Resending: MindPrep Reflection: Succumbing to default thinking? Will you remain relevant?


Reader,

We are currently worrying about AI, tariffs, global insecurity, the rise of Gen-Z, and the general wickedness of business and its ecosystem.

What about the future? We should assume that change will get even more intense and that the next decade will punish default thinking.

Default thinking

Default thinking is a form of autopilot. It’s the instinct to trust what has worked before, to assume trends will extend, and to believe that experience guarantees wisdom. It often assumes that:

  • Tomorrow will look like today.
  • “Best” practices will continue to work.
  • Efficiency matters more than adaptability.
  • Data from the past is a reliable map of the future.

Simply put, it’s found in the comfort of precedent. And because precedent is comfortable, we succumb to it.

Business cycles were relatively predictable, technology advanced incrementally, and geopolitical conditions—though sometimes turbulent—didn’t rewrite the rules every year.

That mindset pretty much worked for the last hundred years. We were advised to think like Steve Jobs, become lean and mean, outsource to China, benchmark best practices, and more.

The big worry. Will you remain relevant?

Let me get right to the point. Relevance is no longer just about experience or technical expertise; it’s about mental adaptability — the ability to interpret complexity, connect patterns, challenge assumptions, and inspire confidence in uncertain times.

“Staying relevant” has quietly become one of the deepest and most personal anxieties among managers in 2025.

Some advice from 30 years ago

Way back in 1995, Dorothy Leonade-Barton wrote a wonderful book about innovation, The Wellsprings of Knowledge.
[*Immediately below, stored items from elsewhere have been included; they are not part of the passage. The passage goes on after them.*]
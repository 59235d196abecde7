//! Route allocator - pure, deterministic weight allocation across routes.
//!
//! Each route is scored with an explicit linear model:
//!
//! ```text
//! cost  = 1 / (1 + max(0, execution_cost))
//! fee   = max(0, fee_efficiency)
//! depth = max(0, liquidity_depth)
//! score = (w_cost * cost + w_fee * fee + w_depth * depth) / (w_cost + w_fee + w_depth)
//! ```
//!
//! Weights are each route's share of the total score. Routes are returned by
//! descending score, ties broken by ascending route id.

use crate::error::{require_finite, require_non_empty, ErrorCode, Result, ThreeiumError};
use crate::liquidity::types::{AllocationWeights, RouteAllocation, RouteMetrics};
use std::cmp::Ordering;
use std::collections::HashSet;
use tracing::{debug, instrument};

#[derive(Debug, Clone)]
struct ScoredRoute<'a> {
    route_id: &'a str,
    score: f64,
}

/// Validates the weights (each finite and non-negative, at least one
/// positive) and returns coefficients scaled to add up to 1.
///
/// Scaling by the largest weight first keeps the sum finite for any finite
/// input, so `(1e308, 1e308, 0)` behaves exactly like `(1, 1, 0)`.
fn validate_weights(weights: &AllocationWeights) -> Result<[f64; 3]> {
    let fields = [
        ("weights.executionCost", weights.execution_cost),
        ("weights.feeEfficiency", weights.fee_efficiency),
        ("weights.liquidityDepth", weights.liquidity_depth),
    ];

    for (field, value) in fields {
        require_finite(value, ErrorCode::WeightsInvalid, field)?;
        if value < 0.0 {
            return Err(ThreeiumError::invalid_input(
                ErrorCode::WeightsInvalid,
                format!("{} must be non-negative", field),
            )
            .with_detail("field", field)
            .with_detail("value", value));
        }
    }

    let largest = fields.iter().map(|(_, w)| *w).fold(0.0, f64::max);
    if !(largest > 0.0) {
        return Err(
            ThreeiumError::infeasible(ErrorCode::WeightsInvalid, "weights must sum to > 0")
                .with_detail("sum", weights.sum()),
        );
    }

    let scaled = fields.map(|(_, w)| w / largest);
    let scaled_sum: f64 = scaled.iter().sum();
    Ok(scaled.map(|w| w / scaled_sum))
}

fn validate_metrics(route: &RouteMetrics) -> Result<()> {
    require_non_empty(&route.route_id, ErrorCode::RouteIdRequired, "routeId is required")?;
    for (field, value) in [
        ("executionCostMicroLamports", route.execution_cost_micro_lamports),
        ("feeEfficiencyBps", route.fee_efficiency_bps),
        ("liquidityDepthScore", route.liquidity_depth_score),
    ] {
        require_finite(value, ErrorCode::RouteMetricInvalid, field)
            .map_err(|e| e.with_detail("routeId", route.route_id.as_str()))?;
    }
    Ok(())
}

/// Model terms of one route: (cost, fee, depth).
fn model_terms(route: &RouteMetrics) -> [f64; 3] {
    [
        1.0 / (1.0 + route.execution_cost_micro_lamports.max(0.0)),
        route.fee_efficiency_bps.max(0.0),
        route.liquidity_depth_score.max(0.0),
    ]
}

/// Largest term across all routes among the components with a non-zero
/// coefficient.
fn term_magnitude(terms: &[[f64; 3]], coefficients: &[f64; 3]) -> f64 {
    terms
        .iter()
        .flat_map(|t| t.iter().zip(coefficients).filter(|(_, c)| **c > 0.0).map(|(t, _)| *t))
        .fold(0.0, f64::max)
}

/// Linear score of one route, divided by `magnitude`.
///
/// Every scaled term is at most 1 and the coefficients add up to 1, so the
/// result stays within [0, 1]. Dividing all scores by the same magnitude
/// leaves their ratios unchanged.
fn score_route(terms: &[f64; 3], coefficients: &[f64; 3], magnitude: f64) -> f64 {
    terms
        .iter()
        .zip(coefficients)
        .map(|(t, c)| c * (t / magnitude))
        .sum()
}

/// Descending score, then ascending route id.
fn rank(a: &ScoredRoute<'_>, b: &ScoredRoute<'_>) -> Ordering {
    b.score
        .partial_cmp(&a.score)
        .unwrap_or(Ordering::Equal)
        .then_with(|| a.route_id.cmp(b.route_id))
}

/// Allocates normalized weights across routes.
///
/// Fails on non-finite inputs, negative weight coefficients, a zero weight
/// sum, duplicate route ids, or when every route scores zero (including an
/// empty route list).
#[instrument(skip(routes, weights), fields(routes = routes.len()))]
pub fn allocate_routes(
    routes: &[RouteMetrics],
    weights: &AllocationWeights,
) -> Result<Vec<RouteAllocation>> {
    let coefficients = validate_weights(weights)?;

    let mut seen = HashSet::with_capacity(routes.len());
    for route in routes {
        validate_metrics(route)?;
        if !seen.insert(route.route_id.as_str()) {
            return Err(
                ThreeiumError::integrity(ErrorCode::RouteIdDuplicate, "duplicate routeId")
                    .with_detail("routeId", route.route_id.as_str()),
            );
        }
    }

    let terms: Vec<[f64; 3]> = routes.iter().map(model_terms).collect();
    let magnitude = term_magnitude(&terms, &coefficients);
    if !(magnitude > 0.0) {
        return Err(
            ThreeiumError::infeasible(ErrorCode::AllocationImpossible, "total score must be > 0")
                .with_detail("totalScore", 0.0)
                .with_detail("routes", routes.len()),
        );
    }

    let mut scored = Vec::with_capacity(routes.len());
    for (route, terms) in routes.iter().zip(&terms) {
        let score = score_route(terms, &coefficients, magnitude);
        if !score.is_finite() {
            return Err(ThreeiumError::infeasible(
                ErrorCode::RouteMetricInvalid,
                "route score is not a finite number",
            )
            .with_detail("routeId", route.route_id.as_str())
            .with_detail("score", score.to_string()));
        }
        debug!("Route {} scored {:.6} (scale {:e})", route.route_id, score, magnitude);
        scored.push(ScoredRoute {
            route_id: &route.route_id,
            score,
        });
    }

    scored.sort_by(rank);

    let total_score: f64 = scored.iter().map(|r| r.score).sum();
    if !(total_score > 0.0) {
        return Err(
            ThreeiumError::infeasible(ErrorCode::AllocationImpossible, "total score must be > 0")
                .with_detail("totalScore", total_score)
                .with_detail("routes", scored.len()),
        );
    }

    Ok(scored
        .into_iter()
        .map(|r| RouteAllocation {
            route_id: r.route_id.to_string(),
            weight: r.score / total_score,
        })
        .collect())
}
In this book she expanded on earlier work about the need to develop “T-shaped skills.”

  • The vertical leg of the T represents depth — deep domain expertise, technical mastery, and accumulated tacit knowledge (“deep smarts”).
  • The horizontal bar represents breadth — the ability to collaborate across disciplines, integrate perspectives, and adapt knowledge to new contexts.

What if this concept was used to help you be better prepared for your futures?

The Prepared Mind “T”

As mentioned in the last issue, Julie, Jim and I are embarking on The Prepared Mind Project. A major aspect of this project is developing consulting and workshop materials that will help leaders build and refine the crossbar of their T-shaped competency with some needed thinking disciplines.

Here are seven thinking disciplines that you need to understand and employ. You don't need to be an expert, but you should know the basics and how to use them in everyday life.

1. Systems Thinking - Equips you to see the whole, not just the parts.

2. Critical Thinking - Sharpens your ability to evaluate claims, arguments, and data objectively.

3. Structured Skepticism - Provides a disciplined way for you to question “certainty” without becoming cynical.

4. Emotional Intelligence (EQ) - Fosters self-awareness, empathy, and relationship management.

5. Visual-Spatial Thinking - Enables you to see relationships, flows, and structures that are invisible in linear text or spreadsheets.

6. Foresight (Future Thinking) – Helps you to imagine multiple plausible futures, not predict one certain outcome.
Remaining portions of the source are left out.